„С трепетом ожидал я, почтеннейший и любезнейший Николай Михайлович, приговора Вашего негодования. Простите, я виноват перед Вами, но в некотором отношении прав перед собою, хотя и жаль, что делаю Вам неудовольствие. Вы в этом случае были для меня историческое лицо, представителем нравственного дела, которое я защищал, забывая о наличии личности. Я почитаю неблагопристойным молчание друзей истины, при наглом монополе невежества и хотел омыть наше время от этого стыда. Уверенность, что никто из здравых и беспристрастных людей не найдут, что я был Вашим орудием или хотя малейшим образом движимым Вами, придала мне смелости, и я ополчился не против Каченовского — на этот подвиг не нужно много смелости — но против Вас. Покоритесь необходимости быть должником Судьбы и расплачивайтесь за Славу, если не с врагами, то с друзьями. Но пуще всего простите мне великодушно. Право, при каждом удачном стихе дрожал я от страха, думая о Вас, и недавно в письме к Ивану Ивановичу Дмитриеву писал об этом страхе“.

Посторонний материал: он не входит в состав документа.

//! Workout form input and validation.
//!
//! The same rules apply to creating and editing: distance, duration and the
//! field belonging to the selected type must be finite and strictly positive.

use crate::{DetailInput, Workout, WorkoutDetail, WorkoutFields, WorkoutKind};

/// Raw numbers read from the form
///
/// Missing or unparseable fields are `NaN`, which validation rejects.
#[derive(Clone, Debug)]
pub struct FormInput {
    pub kind: WorkoutKind,
    pub distance: f64,
    pub duration: f64,
    pub cadence: f64,
    pub elevation_gain: f64,
}

/// Why a form submission was refused
#[derive(Clone, Copy, Debug, PartialEq, thiserror::Error)]
pub enum ValidationError {
    #[error("distance must be a positive number, got {0}")]
    Distance(f64),

    #[error("duration must be a positive number, got {0}")]
    Duration(f64),

    #[error("cadence must be a positive number, got {0}")]
    Cadence(f64),

    #[error("elevation gain must be a positive number, got {0}")]
    ElevationGain(f64),
}

/// Coerce a form field to a number
///
/// Empty or non-numeric text becomes `NaN`.
pub fn parse_number(raw: &str) -> f64 {
    raw.trim().parse::<f64>().unwrap_or(f64::NAN)
}

fn positive(value: f64) -> bool {
    value.is_finite() && value > 0.0
}

impl FormInput {
    /// Build input from text fields the way a browser form would hand them over
    pub fn parse(
        kind: WorkoutKind,
        distance: &str,
        duration: &str,
        cadence: &str,
        elevation_gain: &str,
    ) -> Self {
        Self {
            kind,
            distance: parse_number(distance),
            duration: parse_number(duration),
            cadence: parse_number(cadence),
            elevation_gain: parse_number(elevation_gain),
        }
    }

    /// Check every field the selected type needs
    ///
    /// The field of the other type is ignored.
    pub fn validate(&self) -> Result<WorkoutFields, ValidationError> {
        if !positive(self.distance) {
            return Err(ValidationError::Distance(self.distance));
        }
        if !positive(self.duration) {
            return Err(ValidationError::Duration(self.duration));
        }
        let detail = match self.kind {
            WorkoutKind::Running => {
                if !positive(self.cadence) {
                    return Err(ValidationError::Cadence(self.cadence));
                }
                DetailInput::Running {
                    cadence: self.cadence,
                }
            }
            WorkoutKind::Cycling => {
                if !positive(self.elevation_gain) {
                    return Err(ValidationError::ElevationGain(self.elevation_gain));
                }
                DetailInput::Cycling {
                    elevation_gain: self.elevation_gain,
                }
            }
        };
        Ok(WorkoutFields {
            distance: self.distance,
            duration: self.duration,
            detail,
        })
    }
}

impl From<&Workout> for FormInput {
    fn from(workout: &Workout) -> Self {
        let (cadence, elevation_gain) = match workout.detail {
            WorkoutDetail::Running { cadence, .. } => (cadence, f64::NAN),
            WorkoutDetail::Cycling { elevation_gain, .. } => (f64::NAN, elevation_gain),
        };
        Self {
            kind: workout.kind(),
            distance: workout.distance,
            duration: workout.duration,
            cadence,
            elevation_gain,
        }
    }
}

/// What the form shows when it opens
///
/// Only the row for `kind`'s type-specific field is visible.
#[derive(Clone, Debug, PartialEq)]
pub struct FormPrefill {
    pub kind: WorkoutKind,
    pub distance: Option<f64>,
    pub duration: Option<f64>,
    pub cadence: Option<f64>,
    pub elevation_gain: Option<f64>,
}

impl FormPrefill {
    /// Blank form for a new workout
    pub fn empty(kind: WorkoutKind) -> Self {
        Self {
            kind,
            distance: None,
            duration: None,
            cadence: None,
            elevation_gain: None,
        }
    }

    /// Whether the cadence row is shown (otherwise the elevation row is)
    pub fn shows_cadence(&self) -> bool {
        self.kind == WorkoutKind::Running
    }

    /// Switch the visible type-specific row, keeping what was typed
    pub fn with_kind(mut self, kind: WorkoutKind) -> Self {
        self.kind = kind;
        self
    }
}

impl From<&Workout> for FormPrefill {
    fn from(workout: &Workout) -> Self {
        let mut prefill = FormPrefill::empty(workout.kind());
        prefill.distance = Some(workout.distance);
        prefill.duration = Some(workout.duration);
        match workout.detail {
            WorkoutDetail::Running { cadence, .. } => prefill.cadence = Some(cadence),
            WorkoutDetail::Cycling { elevation_gain, .. } => {
                prefill.elevation_gain = Some(elevation_gain)
            }
        }
        prefill
    }
}

#[cfg(test)]
mod tests {
    use super::*;
    use crate::Coords;

    fn running(distance: f64, duration: f64, cadence: f64) -> FormInput {
        FormInput {
            kind: WorkoutKind::Running,
            distance,
            duration,
            cadence,
            elevation_gain: f64::NAN,
        }
    }

    fn cycling(distance: f64, duration: f64, elevation_gain: f64) -> FormInput {
        FormInput {
            kind: WorkoutKind::Cycling,
            distance,
            duration,
            cadence: f64::NAN,
            elevation_gain,
        }
    }

    #[test]
    fn test_parse_number() {
        assert_eq!(parse_number(" 5.2 "), 5.2);
        assert!(parse_number("").is_nan());
        assert!(parse_number("abc").is_nan());
    }

    #[test]
    fn test_valid_running() {
        let fields = running(5.2, 24.0, 178.0).validate().unwrap();
        assert_eq!(fields.detail, DetailInput::Running { cadence: 178.0 });
    }

    #[test]
    fn test_valid_cycling_ignores_cadence() {
        let fields = cycling(27.0, 295.0, 525.0).validate().unwrap();
        assert_eq!(
            fields.detail,
            DetailInput::Cycling {
                elevation_gain: 525.0
            }
        );
    }

    #[test]
    fn test_zero_values_rejected() {
        assert_eq!(
            running(0.0, 24.0, 178.0).validate(),
            Err(ValidationError::Distance(0.0))
        );
        assert_eq!(
            running(5.0, 0.0, 178.0).validate(),
            Err(ValidationError::Duration(0.0))
        );
        assert_eq!(
            running(5.0, 24.0, 0.0).validate(),
            Err(ValidationError::Cadence(0.0))
        );
        assert_eq!(
            cycling(5.0, 24.0, 0.0).validate(),
            Err(ValidationError::ElevationGain(0.0))
        );
    }

    #[test]
    fn test_negative_and_non_finite_rejected() {
        assert!(running(-1.0, 24.0, 178.0).validate().is_err());
        assert!(running(f64::INFINITY, 24.0, 178.0).validate().is_err());
        assert!(running(5.0, f64::NAN, 178.0).validate().is_err());
        assert!(cycling(5.0, 24.0, f64::NAN).validate().is_err());
    }

    #[test]
    fn test_empty_type_specific_field_rejected() {
        let input = FormInput::parse(WorkoutKind::Running, "5", "25", "", "100");
        assert!(matches!(
            input.validate(),
            Err(ValidationError::Cadence(v)) if v.is_nan()
        ));
    }

    #[test]
    fn test_prefill_from_workout() {
        let ride = Workout::cycling(Coords::new(0.0, 0.0), 27.0, 295.0, 525.0);
        let prefill = FormPrefill::from(&ride);
        assert!(!prefill.shows_cadence());
        assert_eq!(prefill.elevation_gain, Some(525.0));
        assert_eq!(prefill.cadence, None);
        assert_eq!(prefill.distance, Some(27.0));
    }

    #[test]
    fn test_input_from_workout_validates_to_same_fields() {
        let run = Workout::running(Coords::new(0.0, 0.0), 5.2, 24.0, 178.0);
        let fields = FormInput::from(&run).validate().unwrap();
        assert_eq!(fields, run.fields());
    }
}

Взгляд же Карамзина на критику не переменился: все читать, ни на что не отвечать. На контркритику времени не имеет. Более того, он согласен с мнением декабриста Никиты Муравьева: „Горе стране, где все согласны. Можно ли ожидать там успехов просвещения? <…> Честь писателю, но свобода суждениям читателей“.
Отругиваться некогда и незачем — надо работать. Если б это правило легко давалось, если б имелась нужная доза безразличного равнодушия, тогда не было бы никакой проблемы, но и не было бы, наверное. Истории…

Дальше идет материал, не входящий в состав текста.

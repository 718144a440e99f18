use std::path::Path;

use anyhow::Context;
use chrono::NaiveDate;
use handlebars::Handlebars;
use serde::Serialize;

pub(super) const TEMPLATE_NAME: &str = "post";

const DEFAULT_TEMPLATE: &str = "---
title: {{title}}
time: {{time}}
category: []
---
";

#[derive(Serialize, Debug)]
pub(super) struct PostTemplateData<'a> {
    pub title: &'a str,
    /// `2024-3-5`, as written into new posts by default.
    pub time: String,
    /// `2024-03-05`, for templates that want a padded date.
    pub date: String,
}

impl<'a> PostTemplateData<'a> {
    pub fn new(title: &'a str, today: NaiveDate) -> Self {
        Self {
            title,
            time: today.format("%Y-%-m-%-d").to_string(),
            date: today.format("%Y-%m-%d").to_string(),
        }
    }
}

/// Front-matter is YAML, not HTML: nothing is escaped, and a template that
/// names an unknown variable fails instead of rendering a blank.
pub(super) fn generate_renderer(template_path: Option<&Path>) -> anyhow::Result<Handlebars<'static>> {
    let mut handlebars = Handlebars::new();
    handlebars.register_escape_fn(handlebars::no_escape);
    handlebars.set_strict_mode(true);
    match template_path {
        Some(path) => handlebars
            .register_template_file(TEMPLATE_NAME, path)
            .with_context(|| format!("while loading template {:?}", path))?,
        None => handlebars
            .register_template_string(TEMPLATE_NAME, DEFAULT_TEMPLATE)
            .context("default template")?,
    }

    Ok(handlebars)
}
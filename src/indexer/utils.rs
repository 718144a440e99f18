use std::{borrow::Borrow, cmp::Ordering};

use crate::metadata::PostRecord;

/// Higher `z-index` first, then newer `time` first. Posts without a usable
/// `time` are older than any dated post, pre-1970 dates included.
pub(crate) fn compare_posts<T: Borrow<PostRecord>>(a: &T, b: &T) -> Ordering {
    let (a, b) = (a.borrow(), b.borrow());
    b.z_index()
        .partial_cmp(&a.z_index())
        .unwrap_or(Ordering::Equal)
        .then_with(|| b.time().cmp(&a.time()))
}

/// Stable: posts that tie on both keys keep their scan order.
pub(crate) fn sort_posts(posts: &mut [PostRecord]) {
    posts.sort_by(compare_posts);
}
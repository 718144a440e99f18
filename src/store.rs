use std::{
    fs::{File, OpenOptions},
    io::{BufReader, BufWriter, Write},
    path::Path,
};

use anyhow::bail;
use log::{info, warn};
use serde::Serialize;
use serde_json::Value;

use crate::metadata::PostRecord;

/// Loads the list of known post names. A missing or unparseable file is an
/// empty list. An array holding anything but strings is refused, since it is
/// most likely a post index sharing the same path.
pub(crate) fn load_post_list(list_path: &Path) -> anyhow::Result<Vec<String>> {
    if !list_path.exists() {
        info!("Posts list({list_path:?}) does not exist. starting from an empty list...");
        return Ok(vec![]);
    }

    let fd = File::open(list_path)?;
    let reader = BufReader::new(fd);
    match serde_json::from_reader::<_, Value>(reader) {
        Ok(Value::Array(items)) => items
            .into_iter()
            .map(|item| match item {
                Value::String(name) => Ok(name),
                other => bail!(
                    "Posts list({list_path:?}) contains {other}, not a post name. \
                     refusing to overwrite it; pass --list to use another file."
                ),
            })
            .collect(),
        Ok(other) => {
            warn!("Posts list({list_path:?}) is not an array ({other}). starting from an empty list...");
            Ok(vec![])
        }
        Err(e) => {
            warn!("Posts list({list_path:?}) is not valid JSON ({e}). starting from an empty list...");
            Ok(vec![])
        }
    }
}

pub(crate) fn save_post_list(list_path: &Path, names: &[String]) -> anyhow::Result<()> {
    write_pretty(list_path, names)
}

pub(crate) fn save_index(index_path: &Path, posts: &[PostRecord]) -> anyhow::Result<()> {
    write_pretty(index_path, posts)
}

fn write_pretty<T: Serialize + ?Sized>(path: &Path, value: &T) -> anyhow::Result<()> {
    let fd = OpenOptions::new()
        .create(true)
        .write(true)
        .truncate(true)
        .open(path)?;
    let mut writer = BufWriter::new(fd);
    serde_json::to_writer_pretty(&mut writer, value)?;
    writer.flush()?;

    Ok(())
}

Немногие особенно близкие собеседники знали, сколько сдавленной нервности таилось под внешней маской благоразумия. Александр Тургенев однажды вдруг слышит, как историк досадует на холодные разборы в печати, после которых — не бросить ли работу? Наконец, по настоянию Дмитриева Карамзин составил целую тетрадь антикритики, услыхал, что старый друг очень ею доволен — и тотчас кинул рукопись в камин!

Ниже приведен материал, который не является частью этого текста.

use std::path::PathBuf;

use anyhow::bail;
use clap::{command, Arg, ArgMatches, Command};
use context::{IndexContext, ScaffoldContext, DEFAULT_POSTS_DIR, DEFAULT_POSTS_JSON};

mod context;
mod indexer;
mod metadata;
mod scaffold;
mod store;

fn posts_dir_arg() -> Arg {
    Arg::new("posts_dir")
        .long("posts-dir")
        .help("Directory path of markdown posts")
        .value_parser(clap::value_parser!(PathBuf))
        .default_value(DEFAULT_POSTS_DIR)
}

fn cli() -> Command {
    command!()
        .subcommand_required(true)
        .arg_required_else_help(true)
        .subcommands([
            Command::new("index")
                .about("Rebuild the post index from the front-matter of every post")
                .args(&[
                    posts_dir_arg(),
                    Arg::new("output")
                        .long("output")
                        .short('o')
                        .help("Path of the index. Existing contents will be replaced.")
                        .value_parser(clap::value_parser!(PathBuf))
                        .default_value(DEFAULT_POSTS_JSON),
                ]),
            Command::new("new")
                .about("Create a new post and add it to the posts list")
                .args(&[
                    Arg::new("name")
                        .help("Name of the post. Characters other than [A-Za-z0-9_-] are dropped."),
                    posts_dir_arg(),
                    Arg::new("list")
                        .long("list")
                        .help("Path of the posts list")
                        .value_parser(clap::value_parser!(PathBuf))
                        .default_value(DEFAULT_POSTS_JSON),
                    Arg::new("template")
                        .long("template")
                        .help("Handlebars template of a new post. Receives `title`, `time` and `date`.")
                        .value_parser(clap::value_parser!(PathBuf)),
                ]),
        ])
}

fn index(matches: &ArgMatches) -> anyhow::Result<()> {
    let ctx = IndexContext::from_matches(matches)?;
    let count = indexer::build_index(&ctx)?;
    println!(
        "Successfully updated {}, total {} posts",
        ctx.index_path.display(),
        count
    );

    Ok(())
}

fn new_post(matches: &ArgMatches) -> anyhow::Result<()> {
    let ctx = ScaffoldContext::from_matches(matches)?;
    let name = matches
        .get_one::<String>("name")
        .map(String::as_str)
        .unwrap_or_default();
    let today = chrono::Local::now().date_naive();

    let created = scaffold::scaffold(&ctx, name, today)?;
    if created.list_updated {
        println!(
            "Created {} and updated {}",
            created.post_path.display(),
            ctx.list_path.display()
        );
    } else {
        println!(
            "Created {} ({} is already listed in {})",
            created.post_path.display(),
            created.name,
            ctx.list_path.display()
        );
    }

    Ok(())
}

fn main() -> anyhow::Result<()> {
    env_logger::Builder::from_env(env_logger::Env::default().default_filter_or("warn")).init();

    // usage errors exit with 1 like every other failure
    let matches = match cli().try_get_matches() {
        Ok(matches) => matches,
        Err(e) if e.use_stderr() => {
            e.print().ok();
            std::process::exit(1);
        }
        Err(e) => e.exit(),
    };

    match matches.subcommand() {
        Some(("index", sub_matches)) => index(sub_matches),
        Some(("new", sub_matches)) => new_post(sub_matches),
        _ => bail!("unknown subcommand"),
    }
}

Когда же Каченовский баллотируется в Российскую Академию, Карамзин объявляет, что „критика его весьма поучительна и добросовестна“: он не только сам за него голосует, но (воспользовавшись правом выступать от имени отсутствующих) присоединяет голоса Дмитриева, Жуковского, Оленина.
Зато найдя вдруг среди „десяти или двадцати“ неинтересных комплиментов те слова, которые хотел бы услышать, историограф не может скрыть потаенных чувств. По поводу умного разбора во французской печати заметит: „Moniteur тронул… этот академик посмотрел ко мне в душу: я услышал какой-то глухой голос потомства“. Французский отзыв, конечно, отыскали. Вот он: „Автор представляет обширную картину своего отечества от глубокой древности до нашего времени. Его размышления, всегда основательные, продиктованы здравой философией и беспристрастием, его стиль серьезен, выдержан и одушевлен каким-то духом чистосердечия, национальности (если позволительно так выразиться), который показывает в историке не только ученого, но в первую очередь честного человека (l'honnete homme avant le savant)…“
Так во французской газете зазвучали слова, позже подхваченные и переданные потомству Пушкиным: „Подвиг честного человека…“, „простодушие, искренность, честность“.